Et puis chez les enfants, les symptômes sont sans équivoque: c’est croûté de moque, ça vomit, ça hurle «naaaan!» à la vue du suppositoire. Alors que le mal du chéri se présente comme un insondable désert des Tartares d’où menace de débouler le pire. Car le chéri n’a ni rhume, ni toux, ni fièvre, juste «le crâne qui va exploser», «une sensation étrange au fond de la gorge» et «les jambes tellement douloureuses qu’elles me portent à peine». Mais il refuse de prendre du paracétamol, préférant «laisser faire le corps» - et me laisser faire seule avec les enfants.

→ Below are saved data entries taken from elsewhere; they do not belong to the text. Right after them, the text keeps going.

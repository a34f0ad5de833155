use crate::features::Sample;
use crate::streams::Stream;
use std::io::Error;

/// Finite stream replaying a fixed list of samples.
pub struct VecStream {
    samples: Vec<Sample>,
    idx: usize,
}

impl VecStream {
    pub fn new(samples: Vec<Sample>) -> Self {
        Self { samples, idx: 0 }
    }

    /// One-feature samples whose only value encodes the label as 0 or 1.
    pub fn from_labels(labels: Vec<bool>) -> Self {
        Self::new(
            labels
                .into_iter()
                .map(|y| Sample::new(vec![if y { 1.0 } else { 0.0 }], y))
                .collect(),
        )
    }
}

impl Stream for VecStream {
    fn num_features(&self) -> usize {
        self.samples.first().map_or(0, |s| s.features.len())
    }

    fn has_more_samples(&self) -> bool {
        self.idx < self.samples.len()
    }

    fn next_sample(&mut self) -> Option<Sample> {
        let sample = self.samples.get(self.idx).cloned()?;
        self.idx += 1;
        Some(sample)
    }

    fn restart(&mut self) -> Result<(), Error> {
        self.idx = 0;
        Ok(())
    }
}
mod learning_curve;
mod snapshot;

pub use learning_curve::{CurveFormat, LearningCurve};
pub use snapshot::Snapshot;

Puis, après 24 heures, il endosse le rôle du mâle anéanti qui zone en training, lampe d’un air souffreteux de la tisane Sidroga, goûte à peine aux spaghettis de l’air du mourant qui a perdu tout appétit (avant d’aller une heure plus tard se tailler de belles tranches de salami).

Mais ce matin, comme il ne se sentait toujours «un peu faible et frissonnant», le chéri a décidé que ça suffisait. Il a pris 500 mg de Dafalgan et regardé le DVD de «Kill Bill 2». Sûr que demain, il sera guéri.